Robin Fleming: Fallout from a silly arrest

As aviators or aviation enthusiasts, I hope you have heard the story of Robin Fleming, a harmless 70-year-old sailplane pilot who was arrested, charged, and interrogated by the FBI after flying his glider – in accordance with all applicable FARs, using current aeronautical charts that depict no airspace restrictions – over a nuclear power plant.

After AOPA publicized the story recently, the Darlington County Sheriff was inundated with letters, phone calls, and emails from aviators outraged by this egregious violation of an innocent pilots’ civil rights by police officers unfamiliar with the applicable aviation regulations.

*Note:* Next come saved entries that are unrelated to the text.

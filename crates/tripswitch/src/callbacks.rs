// Copyright (c) The Tripswitch Project Authors.
// Licensed under the MIT License.

use crate::args::{OnClosedArgs, OnOpenedArgs, OnProbingArgs};
use crate::fn_wrapper::define_fn_wrapper;

define_fn_wrapper!(
    /// Invoked whenever the circuit opens.
    OnOpened(Fn(args: OnOpenedArgs))
);

define_fn_wrapper!(
    /// Invoked when the circuit closes after successful probing.
    OnClosed(Fn(args: OnClosedArgs))
);

define_fn_wrapper!(
    /// Invoked when the circuit admits a probe call.
    OnProbing(Fn(args: OnProbingArgs))
);
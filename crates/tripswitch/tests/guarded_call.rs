// Copyright (c) The Tripswitch Project Authors.
// Licensed under the MIT License.

//! Integration tests for the guarded-call protocol using only public API.

use std::sync::atomic::{AtomicU32, Ordering};
use std::sync::Arc;
use std::time::Duration;

use hourglass::ClockControl;
use tripswitch::{BreakerOptions, CircuitBreaker, CircuitState, Rejection, TripPolicy};

const RESET_TIMEOUT: Duration = Duration::from_millis(1_000);

fn breaker(control: &ClockControl) -> CircuitBreaker {
    BreakerOptions::new()
        .name("guarded")
        .failure_threshold(3)
        .success_threshold(2)
        .reset_timeout(RESET_TIMEOUT)
        .build(&control.to_clock())
        .expect("valid options")
}

async fn fail(breaker: &CircuitBreaker) {
    let result: Result<(), Rejection<&str>> =
        breaker.try_execute(|| async { Err("downstream unavailable") }).await;
    assert!(result.is_err());
}

async fn succeed(breaker: &CircuitBreaker) {
    let result: Result<(), Rejection<&str>> = breaker.try_execute(|| async { Ok(()) }).await;
    assert!(result.is_ok());
}

/// Drives the breaker open with a run of consecutive failures.
async fn trip(breaker: &CircuitBreaker) {
    for _ in 0..3 {
        fail(breaker).await;
    }
    assert_eq!(breaker.state(), CircuitState::Open);
}

#[tokio::test]
async fn successes_never_open_the_circuit() {
    let control = ClockControl::new();
    let breaker = breaker(&control);

    for _ in 0..1_000 {
        succeed(&breaker).await;
    }

    assert_eq!(breaker.state(), CircuitState::Closed);
    assert_eq!(breaker.snapshot().times_opened(), 0);
}

#[tokio::test]
async fn opens_after_exactly_the_failure_threshold() {
    let control = ClockControl::new();
    let breaker = breaker(&control);

    fail(&breaker).await;
    fail(&breaker).await;
    assert_eq!(breaker.state(), CircuitState::Closed);

    fail(&breaker).await;
    assert_eq!(breaker.state(), CircuitState::Open);
}

#[tokio::test]
async fn open_circuit_routes_to_the_fallback_without_calling_the_operation() {
    let control = ClockControl::new();
    let breaker = breaker(&control);
    trip(&breaker).await;

    control.advance_millis(500);

    let calls = AtomicU32::new(0);
    let result: Result<&str, &str> = breaker
        .execute(
            || {
                calls.fetch_add(1, Ordering::Relaxed);
                async { Ok("live") }
            },
            |rejection| {
                let open = rejection.as_open().expect("rejected while open");
                // Half the timeout has elapsed, half remains.
                assert_eq!(open.retry_after(), Some(Duration::from_millis(500)));
                Ok("cached")
            },
        )
        .await;

    assert_eq!(result, Ok("cached"));
    assert_eq!(calls.load(Ordering::Relaxed), 0);
}

#[tokio::test]
async fn probes_after_the_reset_timeout_and_closes_on_enough_successes() {
    let control = ClockControl::new();
    let breaker = breaker(&control);
    trip(&breaker).await;

    // t=500ms: still open.
    control.advance_millis(500);
    let result: Result<(), Rejection<&str>> = breaker.try_execute(|| async { Ok(()) }).await;
    assert!(matches!(result, Err(Rejection::Open(_))));

    // t=1100ms: the next call runs as a probe and succeeds.
    control.advance_millis(600);
    succeed(&breaker).await;
    assert_eq!(breaker.state(), CircuitState::HalfOpen);
    assert_eq!(breaker.snapshot().probe_successes(), 1);

    // Second probe success reaches the success threshold.
    succeed(&breaker).await;
    assert_eq!(breaker.state(), CircuitState::Closed);
}

#[tokio::test]
async fn a_failed_probe_reopens_for_a_full_timeout() {
    let control = ClockControl::new();
    let breaker = breaker(&control);
    trip(&breaker).await;

    control.advance(RESET_TIMEOUT);
    fail(&breaker).await;
    assert_eq!(breaker.state(), CircuitState::Open);

    // Part of the new timeout is not enough.
    control.advance_millis(999);
    let result: Result<(), Rejection<&str>> = breaker.try_execute(|| async { Ok(()) }).await;
    assert!(matches!(result, Err(Rejection::Open(_))));

    control.advance_millis(1);
    succeed(&breaker).await;
    assert_eq!(breaker.state(), CircuitState::HalfOpen);
}

#[tokio::test(flavor = "multi_thread", worker_threads = 4)]
async fn only_one_probe_runs_at_a_time() {
    let control = ClockControl::new();
    let breaker = breaker(&control);
    trip(&breaker).await;
    control.advance(RESET_TIMEOUT);

    let (release, hold) = tokio::sync::oneshot::channel::<()>();
    let attempts = Arc::new(AtomicU32::new(0));

    // The first call claims the probe slot and parks inside the operation.
    let probe = tokio::spawn({
        let breaker = breaker.clone();
        let attempts = Arc::clone(&attempts);
        async move {
            breaker
                .try_execute(|| async move {
                    attempts.fetch_add(1, Ordering::Relaxed);
                    hold.await.ok();
                    Ok::<_, &str>(())
                })
                .await
        }
    });

    while attempts.load(Ordering::Relaxed) == 0 {
        tokio::task::yield_now().await;
    }

    // Every other caller is turned away while the probe is in flight.
    for _ in 0..8 {
        let result: Result<(), Rejection<&str>> = breaker.try_execute(|| async { Ok(()) }).await;
        assert!(matches!(result, Err(Rejection::Open(_))));
    }
    assert_eq!(attempts.load(Ordering::Relaxed), 1);

    release.send(()).expect("probe is waiting");
    probe.await.expect("probe task").expect("probe succeeded");

    assert_eq!(breaker.snapshot().probe_successes(), 1);
}

#[tokio::test]
async fn fallback_can_translate_operation_errors() {
    let control = ClockControl::new();
    let breaker = breaker(&control);

    let result: Result<u32, &str> = breaker
        .execute(
            || async { Err("downstream unavailable") },
            |rejection| match rejection {
                Rejection::Operation(err) => {
                    assert_eq!(err, "downstream unavailable");
                    Ok(0)
                }
                Rejection::Open(_) => Err("circuit should be closed"),
            },
        )
        .await;

    assert_eq!(result, Ok(0));
}

#[tokio::test]
async fn rate_policy_trips_on_failure_rate() {
    let control = ClockControl::new();
    let breaker = BreakerOptions::new()
        .name("rated")
        .trip_policy(TripPolicy::FailureRate {
            failure_threshold: 0.5,
            min_throughput: 10,
            sampling_duration: Duration::from_secs(10),
        })
        .reset_timeout(RESET_TIMEOUT)
        .build(&control.to_clock())
        .expect("valid options");

    // 50% failures, but the throughput floor holds the circuit closed.
    for _ in 0..4 {
        succeed(&breaker).await;
        fail(&breaker).await;
    }
    assert_eq!(breaker.state(), CircuitState::Closed);

    succeed(&breaker).await;
    fail(&breaker).await;
    assert_eq!(breaker.state(), CircuitState::Open);
}
// Copyright (c) The Tripswitch Project Authors.
// Licensed under the MIT License.

use std::collections::HashMap;
use std::sync::Mutex;

use hourglass::Clock;

use crate::constants::ERR_POISONED_LOCK;
use crate::{BreakerOptions, BreakerSnapshot, CircuitBreaker, ConfigError};

/// A named collection of breakers sharing one clock.
///
/// Registries are plain values: create one where the application wires up
/// its dependencies and pass it (or clones of individual breakers) to
/// whoever needs them. There is no process-wide registry.
///
/// Every breaker built through a registry reads time from the registry's
/// clock, so a test registry built from a controlled clock controls every
/// breaker in it at once.
#[derive(Debug)]
pub struct BreakerRegistry {
    clock: Clock,
    breakers: Mutex<HashMap<String, CircuitBreaker>>,
}

impl BreakerRegistry {
    /// Creates an empty registry that builds breakers against `clock`.
    #[must_use]
    pub fn new(clock: &Clock) -> Self {
        Self {
            clock: clock.clone(),
            breakers: Mutex::new(HashMap::new()),
        }
    }

    /// Returns the breaker registered under the options' name, building it
    /// from the options if it does not exist yet.
    ///
    /// When a breaker with that name already exists, the options are
    /// ignored and the existing breaker is returned.
    ///
    /// # Errors
    ///
    /// Returns a [`ConfigError`] when the breaker does not exist yet and
    /// the options fail validation.
    pub fn get_or_build(&self, options: BreakerOptions) -> Result<CircuitBreaker, ConfigError> {
        let mut breakers = self.breakers.lock().expect(ERR_POISONED_LOCK);

        if let Some(breaker) = breakers.get(options.breaker_name()) {
            return Ok(breaker.clone());
        }

        let breaker = options.build(&self.clock)?;
        breakers.insert(breaker.name().to_owned(), breaker.clone());
        Ok(breaker)
    }

    /// Returns the breaker registered under `name`, if any.
    #[must_use]
    pub fn get(&self, name: &str) -> Option<CircuitBreaker> {
        self.breakers.lock().expect(ERR_POISONED_LOCK).get(name).cloned()
    }

    /// Takes a snapshot of every registered breaker, keyed by name.
    ///
    /// Each snapshot is individually atomic; the collection as a whole is
    /// not, since breakers keep moving while it is assembled.
    #[must_use]
    pub fn snapshots(&self) -> Vec<(String, BreakerSnapshot)> {
        let breakers = self.breakers.lock().expect(ERR_POISONED_LOCK);
        breakers
            .iter()
            .map(|(name, breaker)| (name.clone(), breaker.snapshot()))
            .collect()
    }

    /// Number of registered breakers.
    #[must_use]
    pub fn len(&self) -> usize {
        self.breakers.lock().expect(ERR_POISONED_LOCK).len()
    }

    /// Whether the registry has no breakers.
    #[must_use]
    pub fn is_empty(&self) -> bool {
        self.len() == 0
    }
}

#[cfg(test)]
mod tests {
    use std::fmt::Debug;

    use super::*;
    use crate::CircuitState;

    static_assertions::assert_impl_all!(BreakerRegistry: Debug, Send, Sync);

    fn registry() -> BreakerRegistry {
        BreakerRegistry::new(&Clock::new_frozen())
    }

    #[test]
    fn builds_a_breaker_per_name() {
        let registry = registry();

        let first = registry
            .get_or_build(BreakerOptions::new().name("a"))
            .expect("valid options");
        let second = registry
            .get_or_build(BreakerOptions::new().name("b"))
            .expect("valid options");

        assert_eq!(first.name(), "a");
        assert_eq!(second.name(), "b");
        assert_eq!(registry.len(), 2);
    }

    #[test]
    fn same_name_returns_the_same_breaker() {
        let registry = registry();

        let first = registry
            .get_or_build(BreakerOptions::new().name("shared").failure_threshold(1))
            .expect("valid options");
        let again = registry
            .get_or_build(BreakerOptions::new().name("shared").failure_threshold(99))
            .expect("valid options");

        // Later options are ignored; both handles share one circuit.
        assert_eq!(registry.len(), 1);
        drop(first);
        drop(again);
    }

    #[test]
    fn get_finds_registered_breakers_only() {
        let registry = registry();
        registry
            .get_or_build(BreakerOptions::new().name("known"))
            .expect("valid options");

        assert!(registry.get("known").is_some());
        assert!(registry.get("unknown").is_none());
    }

    #[test]
    fn invalid_options_are_not_registered() {
        let registry = registry();

        let result = registry.get_or_build(BreakerOptions::new().name("bad").failure_threshold(0));

        assert!(result.is_err());
        assert!(registry.is_empty());
    }

    #[test]
    fn snapshots_cover_every_breaker() {
        let registry = registry();
        registry
            .get_or_build(BreakerOptions::new().name("a"))
            .expect("valid options");
        registry
            .get_or_build(BreakerOptions::new().name("b"))
            .expect("valid options");

        let snapshots = registry.snapshots();

        assert_eq!(snapshots.len(), 2);
        assert!(snapshots
            .iter()
            .all(|(_, snapshot)| snapshot.state() == CircuitState::Closed));
    }
}
// Copyright (c) The Tripswitch Project Authors.
// Licensed under the MIT License.

use std::sync::Mutex;
use std::time::{Duration, Instant};

use hourglass::Clock;

use crate::constants::ERR_POISONED_LOCK;
use crate::gate::{Admission, CallMode, CallOutcome, CircuitGate, Settlement};
use crate::policy::{Tally, TripPolicy};
use crate::{BreakerSnapshot, CircuitState};

/// Validated settings a gate operates with.
#[derive(Debug, Clone)]
pub(crate) struct GateOptions {
    pub(crate) trip_policy: TripPolicy,
    pub(crate) success_threshold: u32,
    pub(crate) reset_timeout: Duration,
}

/// The circuit breaker state machine proper.
///
/// All mutable state lives behind a single mutex, held only for the few
/// instructions it takes to transition. The clock is read before taking
/// the lock so a slow time source cannot extend the critical section.
#[derive(Debug)]
pub(crate) struct GateCore {
    inner: Mutex<Inner>,
    options: GateOptions,
    clock: Clock,
}

#[derive(Debug)]
struct Inner {
    state: State,
    counters: Counters,
}

#[derive(Debug)]
enum State {
    Closed {
        tally: Tally,
    },
    Open {
        opened_at: Instant,
        open_until: Instant,
    },
    HalfOpen {
        opened_at: Instant,
        probe_in_flight: bool,
        probe_successes: u32,
    },
}

#[derive(Debug, Default)]
struct Counters {
    rejected_calls: u64,
    stale_results: u64,
    times_opened: u64,
}

impl GateCore {
    pub(crate) fn new(options: GateOptions, clock: Clock) -> Self {
        let tally = options.trip_policy.tally();
        Self {
            inner: Mutex::new(Inner {
                state: State::Closed { tally },
                counters: Counters::default(),
            }),
            options,
            clock,
        }
    }
}

impl CircuitGate for GateCore {
    fn admit(&self) -> Admission {
        let now = self.clock.instant();
        let mut inner = self.inner.lock().expect(ERR_POISONED_LOCK);
        inner.admit(now)
    }

    fn settle(&self, outcome: CallOutcome, mode: CallMode) -> Settlement {
        let now = self.clock.instant();
        let mut inner = self.inner.lock().expect(ERR_POISONED_LOCK);
        inner.settle(outcome, mode, now, &self.options)
    }

    fn snapshot(&self) -> BreakerSnapshot {
        let inner = self.inner.lock().expect(ERR_POISONED_LOCK);
        inner.snapshot()
    }
}

impl Inner {
    fn admit(&mut self, now: Instant) -> Admission {
        match self.state {
            State::Closed { .. } => Admission::Admitted {
                mode: CallMode::Normal,
            },

            State::Open {
                opened_at,
                open_until,
            } => {
                if now < open_until {
                    self.counters.rejected_calls += 1;
                    return Admission::Rejected {
                        retry_after: Some(open_until.duration_since(now)),
                    };
                }

                // Reset timeout elapsed; this call becomes the probe.
                self.state = State::HalfOpen {
                    opened_at,
                    probe_in_flight: true,
                    probe_successes: 0,
                };
                Admission::Admitted {
                    mode: CallMode::Probe,
                }
            }

            State::HalfOpen {
                ref mut probe_in_flight,
                ..
            } => {
                if *probe_in_flight {
                    self.counters.rejected_calls += 1;
                    return Admission::Rejected { retry_after: None };
                }
                *probe_in_flight = true;
                Admission::Admitted {
                    mode: CallMode::Probe,
                }
            }
        }
    }

    fn settle(
        &mut self,
        outcome: CallOutcome,
        mode: CallMode,
        now: Instant,
        options: &GateOptions,
    ) -> Settlement {
        match (&mut self.state, mode) {
            (State::Closed { tally }, CallMode::Normal) => {
                tally.record(outcome, now);
                if !tally.should_trip() {
                    return Settlement::Unchanged;
                }
                self.open(now, options)
            }

            (State::HalfOpen { probe_in_flight, .. }, CallMode::Probe)
                if !*probe_in_flight =>
            {
                self.stale()
            }

            (
                State::HalfOpen {
                    opened_at,
                    probe_in_flight,
                    probe_successes,
                },
                CallMode::Probe,
            ) => {
                *probe_in_flight = false;
                match outcome {
                    CallOutcome::Failure => self.open(now, options),
                    CallOutcome::Success => {
                        *probe_successes += 1;
                        if *probe_successes < options.success_threshold {
                            return Settlement::Unchanged;
                        }
                        let open_duration = now.duration_since(*opened_at);
                        self.state = State::Closed {
                            tally: options.trip_policy.tally(),
                        };
                        Settlement::Closed { open_duration }
                    }
                }
            }

            // The circuit moved on while this call was in flight; its
            // result no longer has a state to apply to.
            _ => self.stale(),
        }
    }

    /// Moves to `Open`, from either `Closed` (tripped) or `HalfOpen`
    /// (failed probe).
    fn open(&mut self, now: Instant, options: &GateOptions) -> Settlement {
        let reopened = matches!(self.state, State::HalfOpen { .. });
        self.counters.times_opened += 1;
        self.state = State::Open {
            opened_at: now,
            open_until: now + options.reset_timeout,
        };

        let times_opened = self.counters.times_opened;
        if reopened {
            Settlement::Reopened { times_opened }
        } else {
            Settlement::Opened { times_opened }
        }
    }

    fn stale(&mut self) -> Settlement {
        self.counters.stale_results += 1;
        Settlement::Unchanged
    }

    fn snapshot(&self) -> BreakerSnapshot {
        let (state, failure_tally, probe_successes) = match &self.state {
            State::Closed { tally } => (CircuitState::Closed, tally.failure_count(), 0),
            State::Open { .. } => (CircuitState::Open, 0, 0),
            State::HalfOpen {
                probe_successes, ..
            } => (CircuitState::HalfOpen, 0, *probe_successes),
        };

        BreakerSnapshot {
            state,
            failure_tally,
            probe_successes,
            rejected_calls: self.counters.rejected_calls,
            stale_results: self.counters.stale_results,
            times_opened: self.counters.times_opened,
        }
    }
}
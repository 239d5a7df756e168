// Copyright (c) The Tripswitch Project Authors.
// Licensed under the MIT License.

//! Guarded-call example that simulates a service outage and recovery:
//!
//! 1. Calls flow through while the service is healthy
//! 2. The circuit opens after a run of consecutive failures
//! 3. Rejected calls are served from the fallback
//! 4. A probe discovers the recovery and the circuit closes again

use std::time::Duration;

use hourglass::Clock;
use tripswitch::{BreakerOptions, ConfigError, Rejection};

#[tokio::main]
async fn main() -> Result<(), ConfigError> {
    tracing_subscriber::fmt().init();

    let breaker = BreakerOptions::new()
        .name("quote_service")
        .failure_threshold(3)
        .success_threshold(2)
        // Short timeout to speed up the example
        .reset_timeout(Duration::from_millis(500))
        .on_opened(|args| println!("circuit opened (opened {} times so far)", args.times_opened()))
        .on_probing(|_| println!("probe let through to see if the service recovered"))
        .on_closed(|args| {
            println!(
                "circuit closed after probing succeeded, was open for {}ms",
                args.open_duration().as_millis()
            );
        })
        .build(&Clock::new())?;

    for attempt in 0..25_u32 {
        tokio::time::sleep(Duration::from_millis(100)).await;

        let quote = breaker
            .execute(
                || fetch_quote(attempt),
                |rejection: Rejection<String>| match rejection {
                    // The service is down or the circuit is open; either
                    // way the cached quote keeps the caller going.
                    Rejection::Operation(_) | Rejection::Open(_) => Ok("cached-quote".to_owned()),
                },
            )
            .await;

        match quote {
            Ok(quote) => println!("{attempt}: {quote}"),
            Err(err) => println!("{attempt}: failed with {err}"),
        }
    }

    Ok(())
}

// Simulated downstream: an outage starting at attempt 5 and ending at 15.
async fn fetch_quote(attempt: u32) -> Result<String, String> {
    if (5..15).contains(&attempt) {
        Err(format!("transient error for attempt {attempt}"))
    } else {
        Ok(format!("quote-{attempt}"))
    }
}
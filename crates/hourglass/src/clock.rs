// Copyright (c) The Tripswitch Project Authors.
// Licensed under the MIT License.

use std::sync::Arc;
use std::time::{Instant, SystemTime};

use crate::ClockState;

/// Provides an abstraction for time-related operations.
///
/// The clock is used for:
///
/// - Retrieving the current monotonic time via [`instant()`][Self::instant].
/// - Retrieving the current absolute time via [`system_time()`][Self::system_time].
///
/// Prefer [`instant()`][Self::instant] for measuring elapsed time and
/// computing deadlines; it is monotonic and unaffected by system clock
/// changes. Absolute time is only useful when interoperating with other
/// crates that expect [`SystemTime`].
///
/// # Cloning and shared state
///
/// Cloning a clock is inexpensive (just an `Arc` clone) and every clone
/// shares the same underlying state, including — when the `test-util`
/// feature is enabled — the controlled passage of time. Time adjustments
/// performed through a [`ClockControl`][crate::ClockControl] are visible to
/// every clock created from it.
///
/// # Testing
///
/// With the `test-util` feature enabled, construct clocks via
/// [`ClockControl`][crate::ClockControl] (or the [`Clock::new_frozen`]
/// shorthand) to gain complete control over the passage of time. A
/// controlled clock never advances on its own.
#[derive(Debug, Clone)]
pub struct Clock(pub(crate) Arc<ClockState>);

impl Clock {
    /// Creates a clock backed by the operating system's time sources.
    #[must_use]
    pub fn new() -> Self {
        Self(Arc::new(ClockState::System))
    }

    /// Creates a new frozen clock.
    ///
    /// This is a convenience method equivalent to calling
    /// `ClockControl::new().to_clock()`.
    ///
    /// > **Note**: The returned clock will not advance time on its own.
    ///
    /// # Examples
    ///
    /// ```
    /// use hourglass::Clock;
    ///
    /// let clock = Clock::new_frozen();
    ///
    /// // The frozen clock returns the same instant on every call.
    /// assert_eq!(clock.instant(), clock.instant());
    /// ```
    #[cfg(any(feature = "test-util", test))]
    #[must_use]
    pub fn new_frozen() -> Self {
        crate::ClockControl::new().to_clock()
    }

    /// Retrieves the current monotonic [`Instant`].
    ///
    /// An `Instant` represents a monotonic time point guaranteed to never
    /// decrease. Unlike [`system_time`][Self::system_time], it is not
    /// affected by system clock changes.
    ///
    /// > **Important**: When measuring elapsed time, use
    /// > [`Instant::duration_since`] against another instant retrieved from
    /// > the clock rather than `Instant::elapsed`. The `elapsed` method
    /// > bypasses the clock and reads system time directly, so it won't
    /// > respect controlled time in tests.
    #[must_use]
    pub fn instant(&self) -> Instant {
        match self.0.as_ref() {
            ClockState::System => Instant::now(),
            #[cfg(any(feature = "test-util", test))]
            ClockState::Controlled(control) => control.instant(),
        }
    }

    /// Retrieves the current system time as [`SystemTime`].
    ///
    /// > **Note**: The system time is not monotonic and can be affected by
    /// > system clock changes. For relative time measurements, use
    /// > [`instant`][Self::instant].
    #[must_use]
    pub fn system_time(&self) -> SystemTime {
        match self.0.as_ref() {
            ClockState::System => SystemTime::now(),
            #[cfg(any(feature = "test-util", test))]
            ClockState::Controlled(control) => control.system_time(),
        }
    }
}

impl Default for Clock {
    fn default() -> Self {
        Self::new()
    }
}

impl AsRef<Self> for Clock {
    fn as_ref(&self) -> &Self {
        self
    }
}

#[cfg(test)]
mod tests {
    use std::fmt::Debug;
    use std::thread::sleep;
    use std::time::Duration;

    use super::*;
    use crate::ClockControl;

    static_assertions::assert_impl_all!(Clock: Debug, Send, Sync, Clone, AsRef<Clock>);

    #[test]
    fn system_clock_advances() {
        let clock = Clock::new();

        let instant1 = clock.instant();
        let instant2 = clock.instant();

        assert!(instant2 >= instant1);
    }

    #[test]
    fn system_time_is_close_to_now() {
        let before = SystemTime::now();
        let clock = Clock::new();

        assert!(clock.system_time() >= before);
    }

    #[test]
    fn default_is_system_clock() {
        let clock = Clock::default();
        assert!(matches!(clock.0.as_ref(), ClockState::System));
    }

    #[test]
    fn frozen_clock_does_not_advance() {
        let clock = Clock::new_frozen();

        let instant = clock.instant();
        let system_time = clock.system_time();

        sleep(Duration::from_micros(1));

        assert_eq!(instant, clock.instant());
        assert_eq!(system_time, clock.system_time());
    }

    #[test]
    fn controlled_clock_observes_advances() {
        let control = ClockControl::new();
        let clock = control.to_clock();

        let start = clock.instant();
        control.advance(Duration::from_secs(10));

        assert_eq!(clock.instant().duration_since(start), Duration::from_secs(10));
    }

    #[test]
    fn clones_share_controlled_time() {
        let control = ClockControl::new();
        let clock = control.to_clock();
        let clone = clock.clone();

        control.advance(Duration::from_secs(1));

        assert_eq!(clock.instant(), clone.instant());
    }

    #[test]
    fn as_ref_returns_self() {
        let clock = Clock::new_frozen();
        let _: &Clock = clock.as_ref();
    }
}
// Copyright (c) The Tripswitch Project Authors.
// Licensed under the MIT License.

/// The externally observable state of a circuit breaker.
#[derive(Debug, Clone, Copy, PartialEq, Eq, Hash)]
pub enum CircuitState {
    /// Calls flow through normally while failures are tallied.
    Closed,

    /// Calls are rejected without invoking the operation.
    Open,

    /// A single probe call is allowed through to test recovery.
    HalfOpen,
}

impl CircuitState {
    /// Returns the state as a static string, suitable for log fields.
    #[must_use]
    pub fn as_str(&self) -> &'static str {
        match self {
            Self::Closed => "closed",
            Self::Open => "open",
            Self::HalfOpen => "half-open",
        }
    }
}

impl std::fmt::Display for CircuitState {
    fn fmt(&self, f: &mut std::fmt::Formatter<'_>) -> std::fmt::Result {
        f.write_str(self.as_str())
    }
}

/// A point-in-time view of a breaker's state and counters.
///
/// Snapshots are taken atomically: the state and every counter come from the
/// same moment. They are cheap to copy and safe to hold, but they go stale
/// immediately — a concurrent call can change the breaker right after the
/// snapshot is taken.
#[derive(Debug, Clone, Copy, PartialEq, Eq)]
pub struct BreakerSnapshot {
    pub(crate) state: CircuitState,
    pub(crate) failure_tally: u32,
    pub(crate) probe_successes: u32,
    pub(crate) rejected_calls: u64,
    pub(crate) stale_results: u64,
    pub(crate) times_opened: u64,
}

impl BreakerSnapshot {
    /// The state the breaker was in when the snapshot was taken.
    #[must_use]
    pub fn state(&self) -> CircuitState {
        self.state
    }

    /// Failures currently counted toward tripping the circuit.
    ///
    /// Under the consecutive policy this is the current run of failures;
    /// under the rate policy it is the number of failures in the sampling
    /// window. Zero unless the circuit is closed.
    #[must_use]
    pub fn failure_tally(&self) -> u32 {
        self.failure_tally
    }

    /// Probe successes recorded in the current half-open episode.
    ///
    /// Zero unless the circuit is half-open.
    #[must_use]
    pub fn probe_successes(&self) -> u32 {
        self.probe_successes
    }

    /// Total calls rejected without invoking the operation.
    #[must_use]
    pub fn rejected_calls(&self) -> u64 {
        self.rejected_calls
    }

    /// Total call results that arrived too late to influence the circuit.
    ///
    /// A result is stale when the circuit moved on while the call was in
    /// flight, for example a slow call finishing after the circuit already
    /// reopened.
    #[must_use]
    pub fn stale_results(&self) -> u64 {
        self.stale_results
    }

    /// Total number of times the circuit has opened, reopens included.
    #[must_use]
    pub fn times_opened(&self) -> u64 {
        self.times_opened
    }
}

The Sheriff explained that his officers were (a) responding per procedure to a call from the nuke plants’ security alleging (inaccurately) that Fleming was only 100 feet above the reactor dome; and (b) that his officers, and law enforcement generally, are not very familiar with aviation and aviation law. Protocol for nuclear security calls apparently requires that the federal authorities be notified, and that suspicious persons be detained…and in order to detain someone they must be charged with something.

My thoughts:

The sheriff’s department was trying to do their job. A panic call from a nuke plant in the post-9/11 era is sure to get testosterone and adrenaline flowing in law enforcement types. We live in a paranoid time, where everything is suspicious and the TSA frisks elderly women to make sure they’re not suicide bombers. Our era is marked by overreaction and security theater. In that light this reaction makes sense.

That said, a glider is a threat to nobody. I’m glad law enforcement responded quickly to a panic call from a nuke plant, but common sense and cooler heads should have prevailed at the scene when it became clear that Mr. Fleming was no threat. Detaining an innocent 70-year-old flying a non-powered aircraft is completely absurd.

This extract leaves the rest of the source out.